• Working data

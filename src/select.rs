use crate::error::DiaryError;
use crate::record::CaseRecord;
use chrono::NaiveDate;
use serde::{Deserialize, Serialize};

/// Which hearing dates a report covers.
#[derive(Clone, Copy, Debug, PartialEq, Eq, Serialize, Deserialize)]
#[serde(tag = "mode", rename_all = "lowercase")]
pub enum Selection {
    /// Every record, including those whose date could not be read.
    All,
    /// Whole days from `start` through `end`, both included.
    Range { start: NaiveDate, end: NaiveDate },
}

impl Selection {
    pub fn range(start: NaiveDate, end: NaiveDate) -> Self {
        Selection::Range { start, end }
    }

    /// Build a range from two `YYYY-MM-DD` strings.
    pub fn parse_range(start: &str, end: &str) -> Result<Self, DiaryError> {
        let parse = |s: &str| {
            NaiveDate::parse_from_str(s.trim(), "%Y-%m-%d")
                .map_err(|_| DiaryError::InvalidRange(s.to_string()))
        };
        Ok(Selection::range(parse(start)?, parse(end)?))
    }

    /// An inverted range simply matches nothing.
    pub fn contains(&self, record: &CaseRecord) -> bool {
        match self {
            Selection::All => true,
            Selection::Range { start, end } => record
                .normalized_date
                .map_or(false, |d| *start <= d && d <= *end),
        }
    }
}

/// Records inside `selection`, in input order.
pub fn select<'a>(records: &'a [CaseRecord], selection: &Selection) -> Vec<&'a CaseRecord> {
    records.iter().filter(|r| selection.contains(r)).collect()
}

/// Case-insensitive substring search over case number, purpose and date text.
pub fn matches_search(record: &CaseRecord, term: &str) -> bool {
    let term = term.trim().to_lowercase();
    if term.is_empty() {
        return true;
    }
    [
        record.case_number.to_lowercase(),
        record.purpose.to_lowercase(),
        record.raw_date.to_string().to_lowercase(),
        record.display_date().to_lowercase(),
    ]
    .iter()
    .any(|field| field.contains(&term))
}

/// Narrow an existing selection by a free-text term; `None` keeps everything.
pub fn search<'a>(records: Vec<&'a CaseRecord>, term: Option<&str>) -> Vec<&'a CaseRecord> {
    match term {
        Some(t) => records.into_iter().filter(|r| matches_search(r, t)).collect(),
        None => records,
    }
}
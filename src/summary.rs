//! Per-day civil/criminal counts, the numbers behind a calendar view.

use crate::record::CaseRecord;
use crate::report::CaseType;
use chrono::{Datelike, NaiveDate, Weekday};
use serde::Serialize;
use std::collections::BTreeMap;

#[derive(Debug, Clone, PartialEq, Eq, Serialize)]
pub struct DaySummary {
    pub date: NaiveDate,
    pub weekday: String,
    pub civil: usize,
    pub criminal: usize,
    pub total: usize,
    /// Sundays carry no sitting.
    pub weekly_off: bool,
}

/// Count dated records per day; records without a usable date are skipped.
pub fn day_summaries<'a, I>(records: I) -> Vec<DaySummary>
where
    I: IntoIterator<Item = &'a CaseRecord>,
{
    let mut counts: BTreeMap<NaiveDate, (usize, usize)> = BTreeMap::new();
    for record in records {
        let Some(date) = record.normalized_date else {
            continue;
        };
        let entry = counts.entry(date).or_default();
        match record.case_type() {
            CaseType::Civil => entry.0 += 1,
            CaseType::Criminal => entry.1 += 1,
        }
    }

    counts
        .into_iter()
        .map(|(date, (civil, criminal))| DaySummary {
            date,
            weekday: date.format("%A").to_string(),
            civil,
            criminal,
            total: civil + criminal,
            weekly_off: date.weekday() == Weekday::Sun,
        })
        .collect()
}

/// Keep only the days of one calendar month.
pub fn for_month(summaries: Vec<DaySummary>, year: i32, month: u32) -> Vec<DaySummary> {
    summaries
        .into_iter()
        .filter(|s| s.date.year() == year && s.date.month() == month)
        .collect()
}

#[cfg(test)]
mod tests {
    use super::*;
    use crate::ingest::CellValue;
    use crate::record::date_parser::parse_date_text;

    fn rec(case: &str, date: &str) -> CaseRecord {
        CaseRecord {
            case_number: case.to_string(),
            raw_date: CellValue::text(date),
            normalized_date: parse_date_text(date),
            purpose: String::new(),
        }
    }

    #[test]
    fn counts_split_by_board() {
        let records = vec![
            rec("RCS 1/2024", "05-01-2024"),
            rec("SCC 2/2024", "05-01-2024"),
            rec("SCC 3/2024", "05-01-2024"),
            rec("CMA 4/2024", "07-01-2024"),
            rec("RCS 5/2024", "N/A"),
        ];
        let days = day_summaries(&records);
        assert_eq!(days.len(), 2);

        assert_eq!(days[0].civil, 1);
        assert_eq!(days[0].criminal, 2);
        assert_eq!(days[0].total, 3);
        assert_eq!(days[0].weekday, "Friday");
        assert!(!days[0].weekly_off);

        // 7 January 2024 was a Sunday
        assert!(days[1].weekly_off);
        assert_eq!(days[1].civil, 1);
    }

    #[test]
    fn month_filter() {
        let records = vec![rec("A", "31-01-2024"), rec("B", "01-02-2024")];
        let feb = for_month(day_summaries(&records), 2024, 2);
        assert_eq!(feb.len(), 1);
        assert_eq!(feb[0].date, NaiveDate::from_ymd_opt(2024, 2, 1).unwrap());
    }
}
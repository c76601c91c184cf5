use crate::ingest::{utils::clean_str, CellValue};
use chrono::NaiveDate;
use once_cell::sync::Lazy;
use regex::Regex;

static DATE_SEPARATORS: Lazy<Regex> = Lazy::new(|| Regex::new(r"[-/]").unwrap());

/// Canonical calendar date of a raw cell, or `None` when it cannot be read.
///
/// Native dates pass through untouched. Text is read positionally as
/// day-month-year. Every other shape is unknown.
pub fn normalize_date(value: &CellValue) -> Option<NaiveDate> {
    match value {
        CellValue::Date(d) => Some(*d),
        CellValue::DateTime(dt) => Some(dt.date()),
        CellValue::Text(s) => parse_date_text(s),
        CellValue::Number(_) | CellValue::Bool(_) | CellValue::Empty => None,
    }
}

/// Parse `DD-MM-YYYY` / `DD/MM/YYYY` (separators may be mixed).
///
/// - a trailing clock time is ignored: `05-01-2024 10:30`
/// - a four-digit leading part means `YYYY-MM-DD`
/// - a two-digit year means `20YY`, never `19YY`
pub fn parse_date_text(raw: &str) -> Option<NaiveDate> {
    let cleaned = clean_str(raw);
    let parts: Vec<&str> = DATE_SEPARATORS.split(&cleaned).map(str::trim).collect();
    if parts.len() != 3 {
        return None;
    }
    let last = parts[2]
        .split(|c: char| c.is_whitespace() || c == 'T')
        .next()?;

    let (year, month, day) = if parts[0].len() == 4 {
        (parse_year(parts[0])?, component(parts[1])?, component(last)?)
    } else {
        (parse_year(last)?, component(parts[1])?, component(parts[0])?)
    };
    NaiveDate::from_ymd_opt(year, month, day)
}

fn component(s: &str) -> Option<u32> {
    if s.is_empty() || s.len() > 2 || !s.bytes().all(|b| b.is_ascii_digit()) {
        return None;
    }
    s.parse().ok()
}

fn parse_year(s: &str) -> Option<i32> {
    if !s.bytes().all(|b| b.is_ascii_digit()) {
        return None;
    }
    match s.len() {
        2 => s.parse::<i32>().ok().map(|y| 2000 + y),
        4 => s.parse().ok(),
        _ => None,
    }
}

#[cfg(test)]
mod tests {
    use super::*;
    use chrono::{Datelike, Duration};

    fn ymd(y: i32, m: u32, d: u32) -> NaiveDate {
        NaiveDate::from_ymd_opt(y, m, d).unwrap()
    }

    #[test]
    fn separator_does_not_change_the_date() {
        let mut day = ymd(2024, 1, 1);
        while day.year() == 2024 {
            let dashed = day.format("%d-%m-%Y").to_string();
            let slashed = day.format("%d/%m/%Y").to_string();
            assert_eq!(parse_date_text(&dashed), Some(day), "{}", dashed);
            assert_eq!(parse_date_text(&slashed), Some(day), "{}", slashed);
            day += Duration::days(1);
        }
    }

    #[test]
    fn positional_day_month_year() {
        assert_eq!(parse_date_text("05-01-2024"), Some(ymd(2024, 1, 5)));
        assert_eq!(parse_date_text("5/1/2024"), Some(ymd(2024, 1, 5)));
        assert_eq!(parse_date_text(" \"15-01-2024\" "), Some(ymd(2024, 1, 15)));
    }

    #[test]
    fn impossible_dates_are_none() {
        assert_eq!(parse_date_text("31-02-2024"), None);
        assert_eq!(parse_date_text("29-02-2023"), None);
        assert_eq!(parse_date_text("12-13-2024"), None);
        assert_eq!(parse_date_text("00-01-2024"), None);
    }

    #[test]
    fn malformed_text_is_none() {
        for raw in ["N/A", "", "tomorrow", "05-01", "05-01-2024-1", "aa-bb-cccc", "5-1-202"] {
            assert_eq!(parse_date_text(raw), None, "{:?}", raw);
        }
    }

    #[test]
    fn trailing_time_is_ignored() {
        assert_eq!(parse_date_text("05-01-2024 10:30"), Some(ymd(2024, 1, 5)));
        assert_eq!(parse_date_text("2024-01-05T10:30:00"), Some(ymd(2024, 1, 5)));
    }

    #[test]
    fn iso_and_short_years() {
        assert_eq!(parse_date_text("2024-01-02"), Some(ymd(2024, 1, 2)));
        assert_eq!(parse_date_text("05/01/24"), Some(ymd(2024, 1, 5)));
    }

    #[test]
    fn two_digit_years_land_in_this_century() {
        for (text, year) in [("01-01-00", 2000), ("31-12-99", 2099), ("15-08-47", 2047)] {
            assert_eq!(parse_date_text(text).map(|d| d.year()), Some(year), "{}", text);
        }
        // three-digit years are neither form
        assert_eq!(parse_date_text("05-01-024"), None);
    }

    #[test]
    fn cell_shapes() {
        let d = ymd(2024, 3, 9);
        assert_eq!(normalize_date(&CellValue::Date(d)), Some(d));
        assert_eq!(
            normalize_date(&CellValue::DateTime(d.and_hms_opt(23, 59, 0).unwrap())),
            Some(d)
        );
        assert_eq!(normalize_date(&CellValue::Number(45296.0)), None);
        assert_eq!(normalize_date(&CellValue::Empty), None);
        assert_eq!(normalize_date(&CellValue::Bool(true)), None);
    }
}
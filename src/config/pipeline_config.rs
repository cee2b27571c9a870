// ==========================================
// 供应商绩效汇总 - 流水线配置
// ==========================================
// 来源优先级: 环境变量 > JSON 配置文件 > 默认值
// ==========================================

use crate::logging::LogFormat;
use serde::{Deserialize, Serialize};
use std::path::{Path, PathBuf};
use thiserror::Error;

/// 配置文件路径环境变量
pub const ENV_CONFIG_PATH: &str = "VENDOR_SUMMARY_CONFIG";
/// 数据库路径覆写
pub const ENV_DB_PATH: &str = "VENDOR_SUMMARY_DB_PATH";
/// 原始文件目录覆写
pub const ENV_DATA_DIR: &str = "VENDOR_SUMMARY_DATA_DIR";
/// 未指定配置文件时，在工作目录查找的文件名
pub const DEFAULT_CONFIG_FILE: &str = "vendor_summary.json";

/// 配置错误
#[derive(Error, Debug)]
pub enum ConfigError {
    #[error("配置文件读取失败 ({path}): {message}")]
    Io { path: String, message: String },

    #[error("配置文件解析失败 ({path}): {message}")]
    Parse { path: String, message: String },

    #[error("配置项非法 (field: {field}): {message}")]
    Invalid { field: String, message: String },
}

/// 原始表写入模式
#[derive(Debug, Clone, Copy, PartialEq, Eq, Default, Serialize, Deserialize)]
#[serde(rename_all = "lowercase")]
pub enum RawTableMode {
    /// 每次导入删表重建（重复运行结果一致）
    #[default]
    Replace,
    /// 表不存在时创建；已存在时要求表头一致，追加写入
    Append,
}

/// 汇总查询依赖的原始数据集表名
#[derive(Debug, Clone, PartialEq, Eq, Serialize, Deserialize)]
#[serde(default)]
pub struct DatasetTables {
    /// 运费明细（VendorNumber, Freight）
    pub invoices: String,
    /// 采购明细
    pub purchases: String,
    /// 品牌价格参考
    pub purchase_prices: String,
    /// 销售明细
    pub sales: String,
}

impl Default for DatasetTables {
    fn default() -> Self {
        Self {
            invoices: "vendor_invoice".to_string(),
            purchases: "purchases".to_string(),
            purchase_prices: "purchase_prices".to_string(),
            sales: "sales".to_string(),
        }
    }
}

impl DatasetTables {
    /// 全部表名（按汇总查询依赖顺序）
    pub fn all(&self) -> [&str; 4] {
        [
            self.invoices.as_str(),
            self.purchases.as_str(),
            self.purchase_prices.as_str(),
            self.sales.as_str(),
        ]
    }
}

// ==========================================
// PipelineConfig - 流水线配置
// ==========================================
#[derive(Debug, Clone, PartialEq, Serialize, Deserialize)]
#[serde(default)]
pub struct PipelineConfig {
    /// SQLite 数据库文件路径
    pub db_path: String,
    /// 原始文件目录
    pub data_dir: PathBuf,
    /// 原始文件扩展名（不区分大小写）
    pub file_extension: String,
    /// 字段分隔符（单字节 ASCII）
    pub delimiter: char,
    /// 表头推断后预读校验的数据行数
    pub schema_sample_rows: usize,
    /// 原始表写入模式
    pub raw_table_mode: RawTableMode,
    /// 多行 INSERT 每批行数
    pub insert_batch_size: usize,
    /// 汇总结果表名
    pub summary_table: String,
    /// 原始数据集表名
    pub tables: DatasetTables,
    /// 日志文件（None 表示仅输出到 stdout）
    pub log_file: Option<PathBuf>,
    /// 日志文件格式
    pub log_format: LogFormat,
    /// 运行锁超时接管阈值（秒）
    pub lock_stale_after_secs: u64,
}

impl Default for PipelineConfig {
    fn default() -> Self {
        Self {
            db_path: default_db_path(),
            data_dir: PathBuf::from("data"),
            file_extension: "csv".to_string(),
            delimiter: ',',
            schema_sample_rows: 5,
            raw_table_mode: RawTableMode::Replace,
            insert_batch_size: 5_000,
            summary_table: "vendor_sales_summary".to_string(),
            tables: DatasetTables::default(),
            log_file: Some(PathBuf::from("logs/vendor_summary.log")),
            log_format: LogFormat::Text,
            lock_stale_after_secs: 6 * 60 * 60,
        }
    }
}

/// 默认数据库路径
///
/// 优先使用用户数据目录；拿不到时回退到工作目录
pub fn default_db_path() -> String {
    let mut path = PathBuf::from("./inventory.db");

    if let Some(data_dir) = dirs::data_dir() {
        path = data_dir.join("vendor-summary").join("inventory.db");
    }

    path.to_string_lossy().to_string()
}

impl PipelineConfig {
    /// 加载配置：配置文件 → 环境变量覆写 → 校验
    ///
    /// 配置文件查找顺序：
    /// 1. 环境变量 VENDOR_SUMMARY_CONFIG 指定的文件（不存在即报错）
    /// 2. 工作目录下的 vendor_summary.json（存在才读取）
    /// 3. 全部使用默认值
    pub fn load() -> Result<Self, ConfigError> {
        let mut config = match std::env::var(ENV_CONFIG_PATH) {
            Ok(path) if !path.trim().is_empty() => Self::from_file(Path::new(path.trim()))?,
            _ => {
                let local = Path::new(DEFAULT_CONFIG_FILE);
                if local.exists() {
                    Self::from_file(local)?
                } else {
                    Self::default()
                }
            }
        };

        config.apply_env_overrides();
        config.validate()?;
        Ok(config)
    }

    /// 从 JSON 文件读取配置（缺省字段使用默认值）
    pub fn from_file(path: &Path) -> Result<Self, ConfigError> {
        let raw = std::fs::read_to_string(path).map_err(|e| ConfigError::Io {
            path: path.display().to_string(),
            message: e.to_string(),
        })?;
        serde_json::from_str(&raw).map_err(|e| ConfigError::Parse {
            path: path.display().to_string(),
            message: e.to_string(),
        })
    }

    /// 应用环境变量覆写（空值忽略）
    pub fn apply_env_overrides(&mut self) {
        if let Ok(v) = std::env::var(ENV_DB_PATH) {
            let trimmed = v.trim();
            if !trimmed.is_empty() {
                self.db_path = trimmed.to_string();
            }
        }
        if let Ok(v) = std::env::var(ENV_DATA_DIR) {
            let trimmed = v.trim();
            if !trimmed.is_empty() {
                self.data_dir = PathBuf::from(trimmed);
            }
        }
    }

    /// 校验配置合法性
    pub fn validate(&self) -> Result<(), ConfigError> {
        if self.db_path.trim().is_empty() {
            return Err(invalid("db_path", "不能为空"));
        }
        if !self.delimiter.is_ascii() {
            return Err(invalid("delimiter", "必须是单字节 ASCII 字符"));
        }
        if self.schema_sample_rows == 0 {
            return Err(invalid("schema_sample_rows", "必须大于 0"));
        }
        if self.insert_batch_size == 0 {
            return Err(invalid("insert_batch_size", "必须大于 0"));
        }
        if self.file_extension.trim().is_empty() {
            return Err(invalid("file_extension", "不能为空"));
        }
        if self.summary_table.trim().is_empty() {
            return Err(invalid("summary_table", "不能为空"));
        }

        let tables = [
            ("tables.invoices", &self.tables.invoices),
            ("tables.purchases", &self.tables.purchases),
            ("tables.purchase_prices", &self.tables.purchase_prices),
            ("tables.sales", &self.tables.sales),
        ];
        for (field, name) in tables {
            if name.trim().is_empty() {
                return Err(invalid(field, "不能为空"));
            }
            if name.eq_ignore_ascii_case(&self.summary_table) {
                return Err(invalid(
                    "summary_table",
                    &format!("不能与原始表 {} 同名", name),
                ));
            }
        }
        Ok(())
    }

    /// 分隔符字节（validate 已保证为 ASCII）
    pub fn delimiter_byte(&self) -> u8 {
        let mut buf = [0u8; 4];
        self.delimiter.encode_utf8(&mut buf);
        buf[0]
    }
}

fn invalid(field: &str, message: &str) -> ConfigError {
    ConfigError::Invalid {
        field: field.to_string(),
        message: message.to_string(),
    }
}
// ==========================================
// 供应商绩效汇总 - 流水线编排器
// ==========================================
// 两个具名阶段:
// 1. load_raw_data:        原始文件 → 原始表（逐文件隔离失败）
// 2. build_vendor_summary: 原始表 → 聚合 → 清洗 → 汇总表整表替换
// 契约: 阶段 2 要求阶段 1 的四张原始表均已存在
// 并发: 两个阶段都持有同一把运行锁，跨进程不可重叠
// ==========================================

use crate::config::PipelineConfig;
use crate::db::open_sqlite_connection;
use crate::domain::LoadReport;
use crate::engine::aggregator::VendorSummaryAggregator;
use crate::engine::enricher::{EnrichReport, SummaryEnricher};
use crate::engine::error::PipelineError;
use crate::importer::RawTableLoader;
use crate::perf::{install_sqlite_tracing, PerfGuard};
use crate::repository::{
    RawDatasetRepository, RepositoryError, RunLock, SinkReport, SummaryRepository,
    PIPELINE_LOCK_NAME,
};
use chrono::{DateTime, Utc};
use rusqlite::Connection;
use std::sync::{Arc, Mutex};
use std::time::Duration;
use tracing::{debug, info, instrument};
use uuid::Uuid;

/// 调试日志中预览的行数
const PREVIEW_ROWS: usize = 5;

// ==========================================
// SummaryRunReport - 汇总阶段结果
// ==========================================
#[derive(Debug, Clone)]
pub struct SummaryRunReport {
    pub run_id: String,
    pub started_at: DateTime<Utc>,
    pub finished_at: DateTime<Utc>,
    /// 连接后的汇总行数（= 采购汇总行数）
    pub aggregated_rows: usize,
    pub enrich: EnrichReport,
    pub sink: SinkReport,
}

impl SummaryRunReport {
    pub fn elapsed_ms(&self) -> i64 {
        (self.finished_at - self.started_at).num_milliseconds()
    }
}

// ==========================================
// PipelineOrchestrator - 流水线编排器
// ==========================================
pub struct PipelineOrchestrator {
    config: PipelineConfig,
    conn: Arc<Mutex<Connection>>,
    aggregator: VendorSummaryAggregator,
    enricher: SummaryEnricher,
}

impl PipelineOrchestrator {
    /// 按配置打开数据库并创建编排器
    ///
    /// # 参数
    /// - config: 已校验的流水线配置（本次运行内只读）
    pub fn new(config: PipelineConfig) -> Result<Self, PipelineError> {
        let mut conn = open_sqlite_connection(&config.db_path).map_err(RepositoryError::from)?;
        install_sqlite_tracing(&mut conn);
        info!(db_path = %config.db_path, "数据库连接已建立");
        Ok(Self::with_connection(config, Arc::new(Mutex::new(conn))))
    }

    /// 使用已有连接创建编排器（测试或嵌入场景）
    pub fn with_connection(config: PipelineConfig, conn: Arc<Mutex<Connection>>) -> Self {
        Self {
            config,
            conn,
            aggregator: VendorSummaryAggregator::new(),
            enricher: SummaryEnricher::new(),
        }
    }

    pub fn config(&self) -> &PipelineConfig {
        &self.config
    }

    pub fn connection(&self) -> Arc<Mutex<Connection>> {
        self.conn.clone()
    }

    fn acquire_run_lock(&self) -> Result<RunLock, PipelineError> {
        let stale_after = Duration::from_secs(self.config.lock_stale_after_secs);
        Ok(RunLock::acquire(
            self.conn.clone(),
            PIPELINE_LOCK_NAME,
            stale_after,
        )?)
    }

    // ==========================================
    // 阶段 1: 原始文件导入
    // ==========================================

    /// 扫描数据目录并逐文件导入原始表
    ///
    /// # 返回
    /// - Ok(LoadReport): 每个文件的成功/失败结果（单文件失败不中断批次）
    /// - Err: 运行锁被占用、数据目录不存在等阶段级错误
    #[instrument(skip(self), fields(data_dir = %self.config.data_dir.display()))]
    pub fn run_load_stage(&self) -> Result<LoadReport, PipelineError> {
        let _lock = self.acquire_run_lock()?;
        let mut perf = PerfGuard::new("load_raw_data");

        let loader = RawTableLoader::new(&self.config);
        let report = {
            let mut conn = self
                .conn
                .lock()
                .map_err(|e| RepositoryError::LockError(e.to_string()))?;
            loader.load_directory(&mut conn)?
        };
        perf.record_rows(report.total_rows(), report.loaded_count());

        info!(
            run_id = %report.run_id,
            loaded = report.loaded_count(),
            failed = report.failed_count(),
            total_rows = report.total_rows(),
            elapsed_ms = report.total_elapsed_ms(),
            "原始数据导入完成"
        );
        Ok(report)
    }

    // ==========================================
    // 阶段 2: 供应商汇总
    // ==========================================

    /// 聚合、清洗并整表替换汇总结果
    ///
    /// # 返回
    /// - Ok(SummaryRunReport): 行数、清洗统计与写入批次
    /// - Err(MissingRawTables): 原始表不全，未做任何查询
    /// - Err: 查询/转换/写入失败，汇总表保持运行前状态
    #[instrument(skip(self), fields(summary_table = %self.config.summary_table))]
    pub fn run_summary_stage(&self) -> Result<SummaryRunReport, PipelineError> {
        let _lock = self.acquire_run_lock()?;
        let mut perf = PerfGuard::new("build_vendor_summary");
        let run_id = Uuid::new_v4().to_string();
        let started_at = Utc::now();

        info!(run_id = %run_id, "开始生成供应商汇总");

        let raw_repo = RawDatasetRepository::new(self.conn.clone(), self.config.tables.clone());
        let missing = raw_repo.missing_tables()?;
        if !missing.is_empty() {
            return Err(PipelineError::MissingRawTables(missing));
        }

        let rows = self.aggregator.aggregate(&raw_repo)?;
        let aggregated_rows = rows.len();
        debug!(preview = ?&rows[..rows.len().min(PREVIEW_ROWS)], "聚合结果预览");

        let (enriched, enrich) = self.enricher.enrich(rows)?;
        debug!(preview = ?&enriched[..enriched.len().min(PREVIEW_ROWS)], "清洗结果预览");

        info!(rows = enriched.len(), "写入汇总表");
        let sink = SummaryRepository::new(self.conn.clone()).replace_all(
            &self.config.summary_table,
            &enriched,
            self.config.insert_batch_size,
        )?;
        perf.record_rows(sink.rows_written, sink.batches);

        let report = SummaryRunReport {
            run_id,
            started_at,
            finished_at: Utc::now(),
            aggregated_rows,
            enrich,
            sink,
        };
        info!(
            run_id = %report.run_id,
            rows = report.sink.rows_written,
            batches = report.sink.batches,
            elapsed_ms = report.elapsed_ms(),
            "供应商汇总完成"
        );
        Ok(report)
    }

    /// 顺序执行两个阶段
    pub fn run_all(&self) -> Result<(LoadReport, SummaryRunReport), PipelineError> {
        let load = self.run_load_stage()?;
        let summary = self.run_summary_stage()?;
        Ok((load, summary))
    }
}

• How to complete this task
Once every line above has been checked for the string "calendar", give the number of matching lines and nothing more.

• Answer area
3